Een groot aantal organisaties dringt er bij minister Verdonk van Vreemdelingenzaken op aan om ook voor buitenlandse studenten en gastonderzoekers tot een soepeler toelatingsbeleid te komen.
Op initiatief van het Innovatieplatform kunnen kenniswerkers (bijvoorbeeld hoogleraren of promovendi) uit het buitenland via een voorziene greencardregeling eenvoudiger en veel sneller in Nederland aan de slag. Het stroperige traject bij de Immigratie en Naturalisatiedienst blijft hun daardoor bespaard. De IND eist echter wel een minimum inkomen van 45.000 euro of meer. Promovendi, postdocs en universitair docenten jonger dan dertig jaar hoeven niet aan deze norm te voldoen.
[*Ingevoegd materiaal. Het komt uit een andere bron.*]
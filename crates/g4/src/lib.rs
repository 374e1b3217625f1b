//! G4 - Sandboxed plugin runtime
//!
//! This crate hosts untrusted JavaScript plugin bundles, including:
//! - Manifest loading and bundle discovery
//! - Start/stop of plugin scripts in isolated QuickJS sandboxes
//! - Event delivery to the handlers plugins register
//! - A registry that persists which plugins are enabled

// Re-export the sandbox crate
pub use g4_js_runtime;

// Bundle manifests
pub mod manifest;

// Loaded plugins and their render snapshots
pub mod plugin;
pub mod snapshot;

// Script lifecycle
pub mod executor;

// Event delivery
pub mod dispatch;

// Plugin set and enabled state
pub mod registry;
pub mod store;

// Host configuration
pub mod config;

pub mod error;

pub use config::{ConfigError, HostConfig, CONFIG_FILE};
pub use dispatch::{dispatch, DispatchReport};
pub use error::{PluginError, Result};
pub use executor::SandboxedExecutor;
pub use manifest::{load_manifest, PluginManifest, MANIFEST_FILE};
pub use plugin::{Plugin, RunState};
pub use registry::PluginRegistry;
pub use snapshot::PluginSnapshot;
pub use store::{EnabledStore, JsonFileStore, MemoryStore, StoreError};
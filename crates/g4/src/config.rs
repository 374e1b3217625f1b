//! Host Configuration
//!
//! Settings for the `g4` binary, read from `g4.toml`. Every field has a
//! default, so a missing file is the same as an empty one.

use std::path::{Path, PathBuf};

use serde::{Deserialize, Serialize};

use crate::manifest::MANIFEST_FILE;

/// Default configuration file name.
pub const CONFIG_FILE: &str = "g4.toml";

/// Error type for configuration loading
#[derive(Debug, thiserror::Error)]
pub enum ConfigError {
    #[error("Failed to read config file: {0}")]
    ReadError(#[from] std::io::Error),

    #[error("Failed to parse TOML: {0}")]
    TomlParseError(#[from] toml::de::Error),
}

/// Host configuration (g4.toml)
#[derive(Debug, Clone, PartialEq, Eq, Serialize, Deserialize)]
#[serde(default)]
pub struct HostConfig {
    /// Directory holding one subdirectory per plugin bundle
    pub plugins_dir: PathBuf,
    /// JSON file listing enabled plugin ids
    pub state_file: PathBuf,
    pub manifest_file: String,
    /// Period of the built-in `tick` event; no ticks when unset
    pub tick_interval_ms: Option<u64>,
    /// Overrides the default tracing filter
    pub log_filter: Option<String>,
}

impl Default for HostConfig {
    fn default() -> Self {
        Self {
            plugins_dir: PathBuf::from("plugins"),
            state_file: PathBuf::from("plugins").join("enabled.json"),
            manifest_file: MANIFEST_FILE.to_string(),
            tick_interval_ms: None,
            log_filter: None,
        }
    }
}

impl HostConfig {
    /// Load configuration from `path`.
    ///
    /// A missing file yields the defaults. Relative paths are resolved
    /// against the directory containing the file.
    pub fn load(path: impl AsRef<Path>) -> Result<Self, ConfigError> {
        let path = path.as_ref();
        let base = path.parent().unwrap_or_else(|| Path::new(""));

        let mut config = if path.is_file() {
            let content = std::fs::read_to_string(path)?;
            toml::from_str::<HostConfig>(&content)?
        } else {
            HostConfig::default()
        };

        config.plugins_dir = resolve(base, &config.plugins_dir);
        config.state_file = resolve(base, &config.state_file);
        Ok(config)
    }
}

fn resolve(base: &Path, path: &Path) -> PathBuf {
    if path.is_absolute() {
        path.to_path_buf()
    } else {
        base.join(path)
    }
}

#[cfg(test)]
mod tests {
    use super::*;
    use tempfile::TempDir;

    #[test]
    fn test_missing_file_gives_defaults() {
        let temp = TempDir::new().unwrap();
        let config = HostConfig::load(temp.path().join(CONFIG_FILE)).unwrap();

        assert_eq!(config.plugins_dir, temp.path().join("plugins"));
        assert_eq!(config.state_file, temp.path().join("plugins").join("enabled.json"));
        assert_eq!(config.manifest_file, "manifest.json");
        assert_eq!(config.tick_interval_ms, None);
    }

    #[test]
    fn test_parse_and_resolve() {
        let temp = TempDir::new().unwrap();
        let path = temp.path().join(CONFIG_FILE);
        std::fs::write(
            &path,
            r#"
plugins_dir = "bundles"
state_file = "/var/lib/g4/enabled.json"
tick_interval_ms = 500
log_filter = "g4=debug"
"#,
        )
        .unwrap();

        let config = HostConfig::load(&path).unwrap();

        assert_eq!(config.plugins_dir, temp.path().join("bundles"));
        assert_eq!(config.state_file, PathBuf::from("/var/lib/g4/enabled.json"));
        assert_eq!(config.manifest_file, "manifest.json");
        assert_eq!(config.tick_interval_ms, Some(500));
        assert_eq!(config.log_filter.as_deref(), Some("g4=debug"));
    }

    #[test]
    fn test_invalid_toml() {
        let temp = TempDir::new().unwrap();
        let path = temp.path().join(CONFIG_FILE);
        std::fs::write(&path, "tick_interval_ms = \"soon\"").unwrap();

        assert!(matches!(HostConfig::load(&path), Err(ConfigError::TomlParseError(_))));
    }
}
Studenten en stagiairs uit het buitenland vallen echter buiten de nieuwe regeling. Voor hen dreigt alles bij het oude te blijven. Zij krijgen een verblijfsvergunning van een jaar, die telkens verlengd moet worden, met alle administratieve rompslomp van dien. Buitenlandse gastonderzoekers die van een beurs uit eigen land moeten rondkomen hebben dezelfde problemen.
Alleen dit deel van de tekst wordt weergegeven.